Il sera ajouté que la société AGORA justifie que plusieurs sociétés, antérieurement au dépôt du modèle par la société S. NOW (novembre 2012), utilisaient déjà des trios de 'smileys' personnalisés de différentes couleurs, notamment rouge/jaune/vert, exprimant les émotions de satisfaction, de neutralité ou de mécontentement pour évaluer la satisfaction de leurs clients (sociétés ROL SOLUTIONS - dépôt d'une marque en juin 2012 ; HIVELY - octobre 2012, EMTRICS - juin 2012 ; département de la fonction publique italien - mars 2009). Les différences existant entre les émoticônes de ces opérateurs et ceux de la société FORRESTER, tenant au choix chez l'appelante de représenter le contour du visage au moyen de deux flèches et de biseauter légèrement les points figurant les yeux pour les 'smileys' exprimant la satisfaction et le mécontentement, alors que le dessin de la bouche reprend les codes habituels (un simple trait figurant un sourire, une grimace ou une expression neutre), ne peuvent suffire à démontrer une démarche créative révélatrice de la personnalité d'un auteur et à conférer une originalité au boîtier revendiqué.
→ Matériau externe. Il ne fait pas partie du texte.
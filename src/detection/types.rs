/// 检测系统数据结构定义
/// Data structures for the detection and tracking layer
use serde::{Deserialize, Serialize};

// ========== 公共常量 ==========

/// COCO 类别名称 (80类)
pub const COCO_CLASSES: [&str; 80] = [
    "person",
    "bicycle",
    "car",
    "motorcycle",
    "airplane",
    "bus",
    "train",
    "truck",
    "boat",
    "traffic light",
    "fire hydrant",
    "stop sign",
    "parking meter",
    "bench",
    "bird",
    "cat",
    "dog",
    "horse",
    "sheep",
    "cow",
    "elephant",
    "bear",
    "zebra",
    "giraffe",
    "backpack",
    "umbrella",
    "handbag",
    "tie",
    "suitcase",
    "frisbee",
    "skis",
    "snowboard",
    "sports ball",
    "kite",
    "baseball bat",
    "baseball glove",
    "skateboard",
    "surfboard",
    "tennis racket",
    "bottle",
    "wine glass",
    "cup",
    "fork",
    "knife",
    "spoon",
    "bowl",
    "banana",
    "apple",
    "sandwich",
    "orange",
    "broccoli",
    "carrot",
    "hot dog",
    "pizza",
    "donut",
    "cake",
    "chair",
    "couch",
    "potted plant",
    "bed",
    "dining table",
    "toilet",
    "tv",
    "laptop",
    "mouse",
    "remote",
    "keyboard",
    "cell phone",
    "microwave",
    "oven",
    "toaster",
    "sink",
    "refrigerator",
    "book",
    "clock",
    "vase",
    "scissors",
    "teddy bear",
    "hair drier",
    "toothbrush",
];

/// 查询类别名称 (未知类别返回 None)
pub fn class_name(class_id: u32) -> Option<&'static str> {
    COCO_CLASSES.get(class_id as usize).copied()
}

// ========== 数据结构 ==========

/// 边界框 (像素坐标, 左上角 + 宽高)
#[derive(Clone, Copy, Debug, PartialEq, Default, Serialize, Deserialize)]
pub struct BBox {
    pub x: f32,
    pub y: f32,
    pub width: f32,
    pub height: f32,
}

impl BBox {
    pub fn new(x: f32, y: f32, width: f32, height: f32) -> Self {
        Self {
            x,
            y,
            width,
            height,
        }
    }

    pub fn x2(&self) -> f32 {
        self.x + self.width
    }

    pub fn y2(&self) -> f32 {
        self.y + self.height
    }

    /// 宽高非正 (或非有限值) 的退化框
    pub fn is_degenerate(&self) -> bool {
        !(self.width > 0.0 && self.height > 0.0)
            || !self.x.is_finite()
            || !self.y.is_finite()
            || !self.width.is_finite()
            || !self.height.is_finite()
    }

    /// 面积 (退化框为0)
    pub fn area(&self) -> f32 {
        if self.is_degenerate() {
            return 0.0;
        }
        self.width * self.height
    }

    /// 计算两个边界框的IOU (Intersection over Union)
    pub fn iou(&self, other: &BBox) -> f32 {
        if self.is_degenerate() || other.is_degenerate() {
            return 0.0;
        }

        let x1 = self.x.max(other.x);
        let y1 = self.y.max(other.y);
        let x2 = self.x2().min(other.x2());
        let y2 = self.y2().min(other.y2());

        if x2 <= x1 || y2 <= y1 {
            return 0.0;
        }

        let intersection = (x2 - x1) * (y2 - y1);
        let union = self.area() + other.area() - intersection;

        if union <= 0.0 {
            return 0.0;
        }

        intersection / union
    }
}

/// 单帧检测结果 (检测器 → 过滤器 → 跟踪器)
#[derive(Clone, Copy, Debug, PartialEq, Serialize, Deserialize)]
pub struct Detection {
    pub class_id: u32,
    pub confidence: f32,
    pub bbox: BBox,
}

impl Detection {
    pub fn new(class_id: u32, confidence: f32, bbox: BBox) -> Self {
        Self {
            class_id,
            confidence,
            bbox,
        }
    }

    /// 规范排序键: 与输入顺序无关的全序
    pub(crate) fn canonical_cmp(&self, other: &Detection) -> std::cmp::Ordering {
        self.class_id
            .cmp(&other.class_id)
            .then(self.bbox.x.total_cmp(&other.bbox.x))
            .then(self.bbox.y.total_cmp(&other.bbox.y))
            .then(self.bbox.width.total_cmp(&other.bbox.width))
            .then(self.bbox.height.total_cmp(&other.bbox.height))
            .then(self.confidence.total_cmp(&other.confidence))
    }
}
//! 图像序列解码器
//! 按文件名顺序读取目录中的帧图像

use std::path::{Path, PathBuf};

use anyhow::{bail, Context, Result};
use tracing::{info, warn};

use super::{Frame, FrameSource};

/// 支持的图像扩展名
const IMAGE_EXTENSIONS: &[&str] = &["jpg", "jpeg", "png", "bmp", "webp"];

/// 图像序列解码器
pub struct SequenceDecoder {
    files: Vec<PathBuf>,
    cursor: usize,
    /// 跳过的损坏帧数
    pub dropped_frames: usize,
}

impl SequenceDecoder {
    /// 打开图像目录, 目录不存在或为空视为配置错误
    pub fn open(dir: impl AsRef<Path>) -> Result<Self> {
        let dir = dir.as_ref();
        if !dir.is_dir() {
            bail!("输入目录不存在: {}", dir.display());
        }

        let mut files: Vec<PathBuf> = std::fs::read_dir(dir)
            .with_context(|| format!("读取输入目录失败: {}", dir.display()))?
            .filter_map(|entry| entry.ok().map(|e| e.path()))
            .filter(|path| is_image(path))
            .collect();
        files.sort();

        if files.is_empty() {
            bail!("输入目录中没有图像帧: {}", dir.display());
        }

        info!("📹 输入源: {} ({} 帧)", dir.display(), files.len());

        Ok(Self {
            files,
            cursor: 0,
            dropped_frames: 0,
        })
    }

    pub fn len(&self) -> usize {
        self.files.len()
    }

    pub fn is_empty(&self) -> bool {
        self.files.is_empty()
    }
}

impl FrameSource for SequenceDecoder {
    fn next_frame(&mut self) -> Result<Option<Frame>> {
        while self.cursor < self.files.len() {
            let index = self.cursor as u64;
            let path = &self.files[self.cursor];
            self.cursor += 1;

            match image::open(path) {
                Ok(img) => return Ok(Some(Frame::new(index, img.to_rgb8()))),
                Err(e) => {
                    // 损坏帧跳过, 不中断流水线
                    self.dropped_frames += 1;
                    warn!("⚠️ 丢弃帧 #{} ({}): {}", index, path.display(), e);
                }
            }
        }

        Ok(None)
    }
}

fn is_image(path: &Path) -> bool {
    path.extension()
        .and_then(|ext| ext.to_str())
        .map(|ext| IMAGE_EXTENSIONS.contains(&ext.to_ascii_lowercase().as_str()))
        .unwrap_or(false)
}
De même, le fait que la forme du boîtier elle-même présente des différences par rapport aux produits concurrents ne peut suffire à lui conférer une originalité ouvrant droit à la protection par le droit d'auteur.

Le jugement sera par conséquent confirmé en ce qu'il a débouté la société FORRESTER de l'ensemble de ses demandes en contrefaçon de droits d'auteur.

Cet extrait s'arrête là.